Мальчик вошел уже одетый, в валенках и полупальто, держа в руках шапку.

– Что ж ты оделся? – спросил Иван Алексеевич. – Я ж сказал: позавтракаешь с нами.

– Мне в школу, – сказал мальчик.

– Тогда возьми в карман, – сказал Иван Алексеевич. – Поешь по дороге.

И, взяв булку и огурец, протянул мальчику.

– Возьми, возьми, – сказал Серпилин, ужо понимая, что мальчик послушается только его. – И харчи, что на кухне остались, пусти в оборот.

– Протянув на прощание руку, взглядом остановил мальчика от вопроса: помнит ли он, Серпилин, о своем обещании? Сказал глазами: «Помню, и переспрашивать меня лишнее».

– Вот так, – когда мальчик вышел, сказал Серпилин, заканчивая этим «вот так» разговор о собственном сыне.

Иван Алексеевич вылил на донышки стаканов остатки водки.

– Последнюю в память твоей Вали.

У него на глазах внезапно выступили слезы. Он вытер их и выпил не чокаясь.

– Может, тебе что-нибудь нужно будет? За могилой приглядеть? Скажи, я адъютанту поручу, он все по-хорошему сделает.

Иван Алексеевич посмотрел на часы и встал.

– Он тебя на аэродром проводит. Сейчас явится. А меня извини, не поеду: надо поспать. Служба обязывает с утра свежими мозгами думать. Не обижаешься?

Серпилин только пожал плечами.

– Что, собираться будешь? – спросил Иван Алексеевич.

– А что мне собирать?

Они спустились вниз ощупью по темной лестнице.

На улице было еще совсем темно. У подъезда стояла большая машина непривычного вида.

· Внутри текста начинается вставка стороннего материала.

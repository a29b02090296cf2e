//! Contract checks against the replicated (`hiqlite`) lease store.
//!
//! Starting a Raft node binds fixed ports and writes a data directory, so
//! these tests are ignored by default; run them explicitly with
//! `cargo test --test replicated_store -- --ignored`.

use hiqlite::{Node, NodeConfig};
use treegate_core::lease::Lease;
use treegate_core::path::LeasePath;
use treegate_gateway::store::{HiqliteLeaseStore, LeaseStore, StoreError};

fn single_node_config(data_dir: &std::path::Path) -> NodeConfig {
    let mut config = NodeConfig::default();
    config.node_id = 1;
    config.nodes = vec![Node {
        id: 1,
        addr_raft: "127.0.0.1:38101".to_string(),
        addr_api: "127.0.0.1:37101".to_string(),
    }];
    config.data_dir = data_dir.to_string_lossy().into_owned().into();
    config.secret_raft = "treegate-test-secret-raft".to_string();
    config.secret_api = "treegate-test-secret-api".to_string();
    config
}

fn p(raw: &str) -> LeasePath {
    LeasePath::parse(raw).unwrap()
}

#[tokio::test(flavor = "multi_thread")]
#[ignore = "starts a local Raft node; run with -- --ignored"]
async fn replicated_store_upholds_the_lease_contract() {
    let dir = tempfile::tempdir().unwrap();
    let client = hiqlite::start_node(single_node_config(dir.path()))
        .await
        .unwrap();
    let store = HiqliteLeaseStore::new(client).await.unwrap();
    store.clear().await.unwrap();

    // Round trip through both lookups.
    let granted = Lease::grant(p("/repo/a"), "alice", 100);
    store.insert(&granted).await.unwrap();
    let by_path = store.get_by_path(&p("/repo/a")).await.unwrap().unwrap();
    assert_eq!(by_path.public, granted.public);
    let by_public = store.get_by_public(&granted.public).await.unwrap().unwrap();
    assert_eq!(by_public.path, granted.path);

    // The overlap guard holds through consensus.
    for conflicting in ["/repo/a", "/repo/a/b", "/repo", "/"] {
        let err = store
            .insert(&Lease::grant(p(conflicting), "bob", 1))
            .await
            .unwrap_err();
        assert!(
            matches!(err, StoreError::Collision),
            "expected collision for {conflicting}"
        );
    }
    store
        .insert(&Lease::grant(p("/repo/ab"), "bob", 1))
        .await
        .unwrap();

    // Scans come back in deterministic order.
    let hits = store.scan_overlapping(&p("/")).await.unwrap();
    let paths: Vec<_> = hits.iter().map(|l| l.path.as_str().to_string()).collect();
    assert_eq!(paths, vec!["/repo/a", "/repo/ab"]);

    // Guarded delete leaves a regranted path alone.
    let old_public = granted.public.clone();
    store.delete(&p("/repo/a")).await.unwrap();
    let fresh = Lease::grant(p("/repo/a"), "carol", 2);
    store.insert(&fresh).await.unwrap();
    store.delete_exact(&p("/repo/a"), &old_public).await.unwrap();
    assert!(store.get_by_path(&p("/repo/a")).await.unwrap().is_some());

    // Idempotent delete, then clear.
    store.delete(&p("/repo/a")).await.unwrap();
    store.delete(&p("/repo/a")).await.unwrap();
    assert!(store.get_by_path(&p("/repo/a")).await.unwrap().is_none());
    store.clear().await.unwrap();
    assert!(store.list().await.unwrap().is_empty());

    store.shutdown().await;
}
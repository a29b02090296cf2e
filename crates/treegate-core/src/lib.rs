//! # treegate-core
//!
//! Domain logic for treegate, the write-coordination gateway of a
//! content-addressed, read-mostly distributed filesystem.
//!
//! Many publishers push updates into the same repository tree, but the
//! underlying storage requires that at any moment only one writer owns any
//! given subtree. This crate holds the pure pieces of that arbitration:
//!
//! - **Lease paths** ([`path`]): canonical repository subpaths and the
//!   component-wise prefix-overlap predicate that decides write conflicts.
//! - **Leases** ([`lease`]): the time-bounded exclusive write grant and its
//!   derived expiry rules.
//! - **Session tokens** ([`token`]): opaque, MAC-authenticated handles that
//!   bind follow-up requests to a lease.
//! - **Request signatures** ([`signature`]): HMAC verification of mutating
//!   HTTP requests, with constant-time comparison.
//! - **Errors** ([`error`]): the closed, transport-independent error
//!   taxonomy shared by the whole gateway.
//!
//! Everything that touches a socket, a database, or the filesystem lives in
//! `treegate-gateway`; this crate is deliberately I/O-free so the conflict
//! rules can be tested exhaustively.

#![warn(missing_docs)]
#![warn(clippy::all)]
#![warn(clippy::pedantic)]

pub mod clock;
pub mod error;
pub mod lease;
pub mod path;
pub mod signature;
pub mod token;

pub use clock::{Clock, ManualClock, SystemClock};
pub use error::GatewayError;
pub use lease::{Lease, LeaseContext, LeaseSecret, PublicId};
pub use path::LeasePath;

– Трофей. «Опель-адмирал», – сказал Иван Алексеевич. – Взяли несколько штук на Дону, вот езжу вторую неделю. Как оцениваешь? – спросил он стоявшего возле машины шофера.

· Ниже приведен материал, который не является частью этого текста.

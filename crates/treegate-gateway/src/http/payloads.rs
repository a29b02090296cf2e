//! Payload submission handlers.
//!
//! Both routes carry a JSON message at the start of the body, its length
//! declared by the `message-size` header, followed immediately by the raw
//! payload bytes. The legacy route names its lease in the message's
//! `session_token` field; the token route names it in the path (and the
//! message field, if present, is ignored).

use std::sync::Arc;

use axum::extract::{Path, State};
use axum::http::HeaderMap;
use axum::response::Response;
use bytes::Bytes;
use serde::Deserialize;

use super::{GatewayState, reply};

/// The JSON message framing a payload submission.
#[derive(Debug, Deserialize)]
struct SubmitMessage {
    /// Lease session token; required on the legacy route.
    #[serde(default)]
    session_token: Option<String>,
    /// Base64 SHA-1 the client claims for the payload bytes.
    payload_digest: String,
    /// Size of the object header inside the payload, logged for the
    /// receiver's benefit.
    #[serde(default)]
    header_size: Option<u64>,
    /// Client protocol version, logged for diagnostics.
    #[serde(default)]
    api_version: Option<i64>,
}

/// Splits the body into the leading JSON message and the payload blob.
fn split_body(headers: &HeaderMap, body: &Bytes) -> Result<(SubmitMessage, Bytes), Response> {
    let message_size = headers
        .get("message-size")
        .and_then(|value| value.to_str().ok())
        .and_then(|raw| raw.parse::<usize>().ok())
        .ok_or_else(|| reply::bad_request("invalid_body"))?;
    if body.len() < message_size {
        return Err(reply::bad_request("invalid_body"));
    }
    let message = serde_json::from_slice::<SubmitMessage>(&body[..message_size])
        .map_err(|_| reply::bad_request("invalid_body"))?;
    tracing::debug!(
        header_size = ?message.header_size,
        api_version = ?message.api_version,
        payload_bytes = body.len() - message_size,
        "payload submission"
    );
    Ok((message, body.slice(message_size..)))
}

async fn run_submission(
    state: &GatewayState,
    token: &str,
    payload: Bytes,
    digest_b64: &str,
) -> Response {
    match state.ingest.submit(token, payload, digest_b64).await {
        Ok(()) => {
            state.metrics.payload_submission("ok");
            reply::ok()
        }
        Err(err) => {
            state.metrics.payload_submission(err.reason_code());
            reply::failure(&err)
        }
    }
}

/// `POST /api/v1/payloads/{token}` — submit a payload against the lease
/// named in the path.
pub async fn submit(
    State(state): State<Arc<GatewayState>>,
    Path(token): Path<String>,
    headers: HeaderMap,
    body: Bytes,
) -> Response {
    let (message, payload) = match split_body(&headers, &body) {
        Ok(parts) => parts,
        Err(response) => return response,
    };
    run_submission(&state, &token, payload, &message.payload_digest).await
}

/// `POST /api/v1/payloads` — legacy submit; the lease token travels in
/// the JSON message instead of the path.
pub async fn legacy_submit(
    State(state): State<Arc<GatewayState>>,
    headers: HeaderMap,
    body: Bytes,
) -> Response {
    let (message, payload) = match split_body(&headers, &body) {
        Ok(parts) => parts,
        Err(response) => return response,
    };
    let Some(token) = message.session_token.as_deref() else {
        return reply::bad_request("invalid_body");
    };
    run_submission(&state, token, payload, &message.payload_digest).await
}
//! Embedded lease store backed by a local `SQLite` file.
//!
//! Single-process, on-disk, crash-durable. WAL journaling keeps readers
//! cheap; `SQLite`'s own statement atomicity provides the one-writer
//! guarantee the contract requires. Statement execution is serialized
//! through an `Arc<Mutex<Connection>>`.

use std::path::Path;
use std::sync::{Arc, Mutex, MutexGuard};
use std::time::Duration;

use async_trait::async_trait;
use rusqlite::{Connection, ErrorCode, params};
use treegate_core::lease::{Lease, PublicId};
use treegate_core::path::LeasePath;

use super::{LeaseStore, StoreError, lease_from_columns, sql};

const LEASE_COLUMNS: &str = "path, user_id, public_id, secret, acquired_at_ms";

/// Lease store on a single local `SQLite` database.
#[derive(Clone)]
pub struct SqliteLeaseStore {
    conn: Arc<Mutex<Connection>>,
}

impl std::fmt::Debug for SqliteLeaseStore {
    fn fmt(&self, f: &mut std::fmt::Formatter<'_>) -> std::fmt::Result {
        f.debug_struct("SqliteLeaseStore").finish_non_exhaustive()
    }
}

impl SqliteLeaseStore {
    /// Opens (creating if needed) the database at `path`.
    ///
    /// # Errors
    ///
    /// Returns [`StoreError::Unavailable`] if the file cannot be opened or
    /// the schema cannot be initialized.
    pub fn open(path: &Path) -> Result<Self, StoreError> {
        let conn = Connection::open(path).map_err(map_sqlite_err)?;
        conn.pragma_update(None, "journal_mode", "WAL")
            .map_err(map_sqlite_err)?;
        conn.busy_timeout(Duration::from_secs(5))
            .map_err(map_sqlite_err)?;
        Self::init_schema(&conn).map_err(map_sqlite_err)?;
        Ok(Self {
            conn: Arc::new(Mutex::new(conn)),
        })
    }

    /// Opens a transient in-memory database; used by tests.
    ///
    /// # Errors
    ///
    /// Returns [`StoreError::Unavailable`] if the database cannot be
    /// created.
    pub fn in_memory() -> Result<Self, StoreError> {
        let conn = Connection::open_in_memory().map_err(map_sqlite_err)?;
        Self::init_schema(&conn).map_err(map_sqlite_err)?;
        Ok(Self {
            conn: Arc::new(Mutex::new(conn)),
        })
    }

    /// Creates the `leases` table.
    fn init_schema(conn: &Connection) -> rusqlite::Result<()> {
        conn.execute(sql::CREATE_TABLE, [])?;
        Ok(())
    }

    fn lock(&self) -> Result<MutexGuard<'_, Connection>, StoreError> {
        self.conn.lock().map_err(|_| StoreError::Unavailable {
            reason: "connection lock poisoned".to_string(),
        })
    }

    fn query_leases(
        conn: &Connection,
        query: &str,
        params: impl rusqlite::Params,
    ) -> Result<Vec<Lease>, StoreError> {
        let mut stmt = conn.prepare(query).map_err(map_sqlite_err)?;
        let rows = stmt
            .query_map(params, |row| {
                Ok((
                    row.get::<_, String>(0)?,
                    row.get::<_, String>(1)?,
                    row.get::<_, String>(2)?,
                    row.get::<_, String>(3)?,
                    row.get::<_, i64>(4)?,
                ))
            })
            .map_err(map_sqlite_err)?;

        let mut leases = Vec::new();
        for row in rows {
            let (path, user_id, public_id, secret, acquired_at_ms) =
                row.map_err(map_sqlite_err)?;
            leases.push(lease_from_columns(
                &path,
                user_id,
                &public_id,
                &secret,
                acquired_at_ms,
            )?);
        }
        Ok(leases)
    }
}

#[async_trait]
impl LeaseStore for SqliteLeaseStore {
    async fn get_by_path(&self, path: &LeasePath) -> Result<Option<Lease>, StoreError> {
        let conn = self.lock()?;
        let query = format!("SELECT {LEASE_COLUMNS} FROM leases WHERE path = ?1");
        Ok(Self::query_leases(&conn, &query, params![path.as_str()])?
            .into_iter()
            .next())
    }

    async fn get_by_public(&self, public: &PublicId) -> Result<Option<Lease>, StoreError> {
        let conn = self.lock()?;
        let query = format!("SELECT {LEASE_COLUMNS} FROM leases WHERE public_id = ?1");
        Ok(Self::query_leases(&conn, &query, params![public.as_str()])?
            .into_iter()
            .next())
    }

    async fn scan_overlapping(&self, path: &LeasePath) -> Result<Vec<Lease>, StoreError> {
        let conn = self.lock()?;
        let query = format!(
            "SELECT {LEASE_COLUMNS} FROM leases WHERE {}
             ORDER BY path ASC, acquired_at_ms ASC",
            sql::overlap_predicate("?1")
        );
        Self::query_leases(&conn, &query, params![path.as_str()])
    }

    async fn insert(&self, lease: &Lease) -> Result<(), StoreError> {
        let conn = self.lock()?;
        let statement = sql::insert_if_free("?1", ["?2", "?3", "?4", "?5"]);
        let acquired = i64::try_from(lease.acquired_at_ms).map_err(|_| {
            StoreError::Unavailable {
                reason: "acquisition timestamp out of range".to_string(),
            }
        })?;
        let changed = conn
            .execute(
                &statement,
                params![
                    lease.path.as_str(),
                    lease.user_id,
                    lease.public.as_str(),
                    lease.secret.to_hex(),
                    acquired,
                ],
            )
            .map_err(map_sqlite_err)?;
        if changed == 0 {
            return Err(StoreError::Collision);
        }
        Ok(())
    }

    async fn delete(&self, path: &LeasePath) -> Result<(), StoreError> {
        let conn = self.lock()?;
        conn.execute("DELETE FROM leases WHERE path = ?1", params![path.as_str()])
            .map_err(map_sqlite_err)?;
        Ok(())
    }

    async fn delete_exact(
        &self,
        path: &LeasePath,
        public: &PublicId,
    ) -> Result<(), StoreError> {
        let conn = self.lock()?;
        conn.execute(
            "DELETE FROM leases WHERE path = ?1 AND public_id = ?2",
            params![path.as_str(), public.as_str()],
        )
        .map_err(map_sqlite_err)?;
        Ok(())
    }

    async fn clear(&self) -> Result<(), StoreError> {
        let conn = self.lock()?;
        conn.execute("DELETE FROM leases", [])
            .map_err(map_sqlite_err)?;
        Ok(())
    }

    async fn list(&self) -> Result<Vec<Lease>, StoreError> {
        let conn = self.lock()?;
        let query =
            format!("SELECT {LEASE_COLUMNS} FROM leases ORDER BY path ASC, acquired_at_ms ASC");
        Self::query_leases(&conn, &query, [])
    }
}

/// Constraint violations (the unique `public_id` index) are collisions;
/// everything else is a transient backend fault.
fn map_sqlite_err(err: rusqlite::Error) -> StoreError {
    match &err {
        rusqlite::Error::SqliteFailure(failure, _)
            if failure.code == ErrorCode::ConstraintViolation =>
        {
            StoreError::Collision
        }
        _ => StoreError::Unavailable {
            reason: err.to_string(),
        },
    }
}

– Хороша, товарищ генерал. Только прогревать чаще, чем ЗИС, приходится.

Адъютанта не было. Серпилин вопросительно посмотрел на Ивана Алексеевича.

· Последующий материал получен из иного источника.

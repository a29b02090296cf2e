//! Canonical repository subpaths and the prefix-overlap predicate.
//!
//! A lease claims one subtree of the repository, identified by a
//! `/`-separated path. Two paths conflict exactly when one is a
//! component-wise prefix of the other: `/foo` overlaps `/foo/bar` but not
//! `/foobar`, and `/` overlaps everything.
//!
//! Normalization happens once, at parse time, and the same canonical form
//! is used both for comparisons and as the store's primary key. This is
//! what makes the overlap check in SQL (`path || '/'` prefix matching) and
//! the check in Rust agree.

use std::fmt;

use serde::{Deserialize, Serialize};
use thiserror::Error;

/// Errors rejecting a raw path string.
#[derive(Debug, Clone, PartialEq, Eq, Error)]
#[non_exhaustive]
pub enum PathError {
    /// The raw path was empty.
    #[error("lease path must not be empty")]
    Empty,

    /// A path component was `.` or `..`, or contained a NUL byte.
    #[error("invalid path component: {component:?}")]
    InvalidComponent {
        /// The offending component.
        component: String,
    },
}

/// A normalized repository subpath.
///
/// Canonical form: starts with `/`, duplicate separators collapsed, no
/// trailing separator (the root is the single byte `/`). The inner string
/// is immutable after construction, so a `LeasePath` is always canonical.
#[derive(Debug, Clone, PartialEq, Eq, Hash, PartialOrd, Ord, Serialize, Deserialize)]
#[serde(try_from = "String", into = "String")]
pub struct LeasePath(String);

impl LeasePath {
    /// Parses and normalizes a raw path.
    ///
    /// Leading `/` is optional in the input; duplicate and trailing
    /// separators are dropped. Empty inputs and `.`/`..` components are
    /// rejected, as are components containing NUL bytes.
    ///
    /// # Errors
    ///
    /// Returns [`PathError`] if the input is empty or contains an invalid
    /// component.
    pub fn parse(raw: &str) -> Result<Self, PathError> {
        if raw.is_empty() {
            return Err(PathError::Empty);
        }

        let mut canonical = String::with_capacity(raw.len() + 1);
        for component in raw.split('/').filter(|c| !c.is_empty()) {
            if component == "." || component == ".." || component.contains('\0') {
                return Err(PathError::InvalidComponent {
                    component: component.to_string(),
                });
            }
            canonical.push('/');
            canonical.push_str(component);
        }
        if canonical.is_empty() {
            // Input was all separators; that is the repository root.
            canonical.push('/');
        }
        Ok(Self(canonical))
    }

    /// Returns the root path `/`, which overlaps every other path.
    #[must_use]
    pub fn root() -> Self {
        Self("/".to_string())
    }

    /// The canonical string form.
    #[must_use]
    pub fn as_str(&self) -> &str {
        &self.0
    }

    /// Returns true if this path is the repository root.
    #[must_use]
    pub fn is_root(&self) -> bool {
        self.0 == "/"
    }

    /// Iterates the path components, root first.
    pub fn components(&self) -> impl Iterator<Item = &str> {
        self.0.split('/').filter(|c| !c.is_empty())
    }

    /// Component-wise prefix-overlap predicate.
    ///
    /// `a.overlaps(b)` holds iff `a` is a prefix of `b` or `b` is a prefix
    /// of `a`, comparing whole components. Overlapping paths cannot be
    /// leased concurrently.
    #[must_use]
    pub fn overlaps(&self, other: &Self) -> bool {
        self.components()
            .zip(other.components())
            .all(|(a, b)| a == b)
    }
}

impl fmt::Display for LeasePath {
    fn fmt(&self, f: &mut fmt::Formatter<'_>) -> fmt::Result {
        f.write_str(&self.0)
    }
}

impl TryFrom<String> for LeasePath {
    type Error = PathError;

    fn try_from(raw: String) -> Result<Self, Self::Error> {
        Self::parse(&raw)
    }
}

impl From<LeasePath> for String {
    fn from(path: LeasePath) -> Self {
        path.0
    }
}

– Вон он едет, – кивнул Иван Алексеевич на подъезжавшую «эмку». – Я на своей спать поеду, а ты с ним на дежурной.

«Эмка» подъехала, адъютант выскочил из нее и доложил, что все в порядке, самолет уйдет в восемь пятнадцать.

– Ладно, – сказал Иван Алексеевич. – Это возьми туда, к себе. – Он протянул адъютанту чемоданчик. – Для генерал-майора на дорогу приготовил?

– Так точно.

Иван Алексеевич так же коротко и крепко, как при встрече, молча обнял Серпилина, оторвался от него, сел в машину и первым уехал.

«Что, совсем один хочешь остаться?» – вспомнились Серпилину последние слова сына, когда «дуглас», поднявшись с Центрального аэродрома, делал прощальный разворот над утренней Москвой.

«Дуглас» был полон пассажиров и грузов. С обеих сторон на откидных железных скамейках впритирку сидели люди, а на полу лежали мешки с почтой, несколько раций, обернутые мешковиной винты к истребителям.

Половина желавших улететь на Донской фронт с этим рейсом осталась ждать следующего. Кроме Серпилина, в самолете летели еще два генерала, несколько полковников, судя по их петлицам и разговорам, из Главного артиллерийского управления, несколько человек из штаба гвардейских минометных частей, офицеры войск связи, летчики, два фотокорреспондента с «лейками» и кинооператор с тяжелым, оттягивавшим шею киноаппаратом. Состав пассажиров говорил о предстоявших под Сталинградом событиях, и Серпилин, хотя они летели еще только над подмосковными дачами и платформами, под влиянием атмосферы, царившей в самолете, почувствовал себя уже не здесь, а там, на фронте.

Нет, он не только не хотел, но и не мог остаться совсем один. А если бы захотел, ему бы не позволила этого война. Через несколько часов ему предстояло принимать штаб армии, знакомиться с незнакомыми людьми и устанавливать новые отношения с теми, кого он уже знал. Предстояло с кем-то взаимно притираться, с кем-то временно мириться, кого-то переставлять, заново разбираться в чьих-то сильных и слабых сторонах, раньше видных только издалека.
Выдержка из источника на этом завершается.